Assessment and Management
SIGNS & SYMPTOMS: Heat emergencies present as a spectrum of symptoms, they begin with sweaty skin, flushing, and a feeling of lightheadedness. They then progress to dry skin, weakness, possible nausea/vomiting, muscle cramping, and a gradually increasing heart rate. Eventually, heat stroke develops, which is defined as the presence of severe neurological symptoms, often a gradual decrease in the level of consciousness.
Signs of a heat emergency begin with an increased capillary refill, mild tachycardia, and a normal or slightly elevated temperature. As the temperature increases the tachycardia will worsen, the skin will feel profusely warm, and hypotension may begin to develop. In severe cases (heat stroke) as mentioned above, neurological symptoms develop.
These signs and symptoms may be minimal in the young and elderly until florid heat stroke develops. These populations are also at increased risk of heat emergencies and should be closely monitored.
COMPLICATIONS: Extremes of temperature reduce the ability of platelets and clotting factors to stop bleeding. These patients may develop external or internal bleeding. The elderly and those on anticoagulant medications are at the greatest risk. In rare cases, hyperthermia can cause significant respiratory distress, watch for changing respiratory rate or significant drops in oxygen saturation.

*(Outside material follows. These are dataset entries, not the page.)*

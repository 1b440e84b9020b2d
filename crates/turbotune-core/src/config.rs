//! Boost tuning configuration
//!
//! The tunable parameters of the boost controller, held in an explicit
//! immutable structure (stored as tuning.json) rather than compile-time
//! constants, so alternate tunings can be loaded without recompilation.

use serde::{Deserialize, Serialize};
use std::fs;
use std::path::Path;
use thiserror::Error;

/// Errors that can occur while loading or validating a tuning
#[derive(Error, Debug)]
pub enum TuningError {
    #[error("I/O error: {0}")]
    IoError(String),

    #[error("Parse error: {0}")]
    ParseError(String),

    #[error("Invalid value for '{field}': {message}")]
    InvalidValue { field: String, message: String },
}

/// Tunable parameters for the boost controller
///
/// Missing fields in a tuning file fall back to the stock values.
#[derive(Debug, Clone, PartialEq, Serialize, Deserialize)]
#[serde(default)]
pub struct BoostTuning {
    /// Maximum boost pressure the controller will command (bar)
    pub max_boost: f64,

    /// Minimum boost pressure the controller will command (bar)
    pub min_boost: f64,

    /// Engine speed at which the speed term saturates (RPM)
    pub max_engine_speed: f64,

    /// Engine load at which the load term saturates (%)
    pub max_engine_load: f64,

    /// Sensitivity of throttle response
    pub throttle_sensitivity: f64,

    /// Efficiency of the turbocharger
    pub turbo_efficiency: f64,
}

impl Default for BoostTuning {
    fn default() -> Self {
        Self {
            max_boost: 1.5,
            min_boost: 0.5,
            max_engine_speed: 5000.0,
            max_engine_load: 80.0,
            throttle_sensitivity: 1.5,
            turbo_efficiency: 0.80,
        }
    }
}

impl BoostTuning {
    /// Load and validate a tuning from a JSON file
    pub fn from_file<P: AsRef<Path>>(path: P) -> Result<Self, TuningError> {
        let content = fs::read_to_string(path).map_err(|e| TuningError::IoError(e.to_string()))?;
        let tuning: BoostTuning =
            serde_json::from_str(&content).map_err(|e| TuningError::ParseError(e.to_string()))?;
        tuning.validate()?;
        Ok(tuning)
    }

    /// Save the tuning to a JSON file
    pub fn save<P: AsRef<Path>>(&self, path: P) -> Result<(), TuningError> {
        let content = serde_json::to_string_pretty(self)
            .map_err(|e| TuningError::ParseError(e.to_string()))?;
        fs::write(path, content).map_err(|e| TuningError::IoError(e.to_string()))
    }

    /// Check that the tuning describes a usable controller
    ///
    /// Every field must be finite, the boost band must not be inverted,
    /// and the saturation points and multipliers must be positive.
    pub fn validate(&self) -> Result<(), TuningError> {
        let fields = [
            ("max_boost", self.max_boost),
            ("min_boost", self.min_boost),
            ("max_engine_speed", self.max_engine_speed),
            ("max_engine_load", self.max_engine_load),
            ("throttle_sensitivity", self.throttle_sensitivity),
            ("turbo_efficiency", self.turbo_efficiency),
        ];
        for (field, value) in fields {
            if !value.is_finite() {
                return Err(TuningError::InvalidValue {
                    field: field.to_string(),
                    message: format!("must be finite, got {value}"),
                });
            }
        }

        if self.min_boost >= self.max_boost {
            return Err(TuningError::InvalidValue {
                field: "min_boost".to_string(),
                message: format!(
                    "must be below max_boost ({} >= {})",
                    self.min_boost, self.max_boost
                ),
            });
        }

        for (field, value) in [
            ("max_engine_speed", self.max_engine_speed),
            ("max_engine_load", self.max_engine_load),
            ("throttle_sensitivity", self.throttle_sensitivity),
            ("turbo_efficiency", self.turbo_efficiency),
        ] {
            if value <= 0.0 {
                return Err(TuningError::InvalidValue {
                    field: field.to_string(),
                    message: format!("must be positive, got {value}"),
                });
            }
        }

        Ok(())
    }
}

#[cfg(test)]
mod tests {
    use super::*;

    #[test]
    fn test_stock_tuning_validates() {
        assert!(BoostTuning::default().validate().is_ok());
    }

    #[test]
    fn test_inverted_boost_band_rejected() {
        let tuning = BoostTuning {
            min_boost: 2.0,
            max_boost: 1.0,
            ..Default::default()
        };
        assert!(matches!(
            tuning.validate(),
            Err(TuningError::InvalidValue { .. })
        ));
    }

    #[test]
    fn test_nan_field_rejected() {
        let tuning = BoostTuning {
            turbo_efficiency: f64::NAN,
            ..Default::default()
        };
        assert!(tuning.validate().is_err());
    }

    #[test]
    fn test_zero_saturation_point_rejected() {
        let tuning = BoostTuning {
            max_engine_speed: 0.0,
            ..Default::default()
        };
        assert!(tuning.validate().is_err());
    }

    #[test]
    fn test_partial_json_fills_defaults() {
        let tuning: BoostTuning = serde_json::from_str(r#"{"max_boost": 2.0}"#).unwrap();
        assert_eq!(tuning.max_boost, 2.0);
        assert_eq!(tuning.min_boost, 0.5);
        assert_eq!(tuning.turbo_efficiency, 0.80);
    }
}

MANAGEMENT: Temperature is an unreliable sign of hyperthermia, especially in the field, only rectal and esophageal measurements reflect the actual core temperature. Use your clinical judgment about the signs/symptoms and the situation in which you found the patient to make treatment decisions.
The best first action after assessing ABC's is to remove them from the environment that is causing their situation, taking them into an air-conditioned building or the back of the ambulance is an excellent first step. If excess clothing is present remove it and place cool towels or ice packs (wrapped in towels to prevent frostbite) on the neck, in the armpits, and near the groin.
During transport continue to monitor the patient's ABCs and watch for the development of vomiting, placing the patient in the left lateral decubitus position if you feel there is a significant risk of vomiting or aspiration.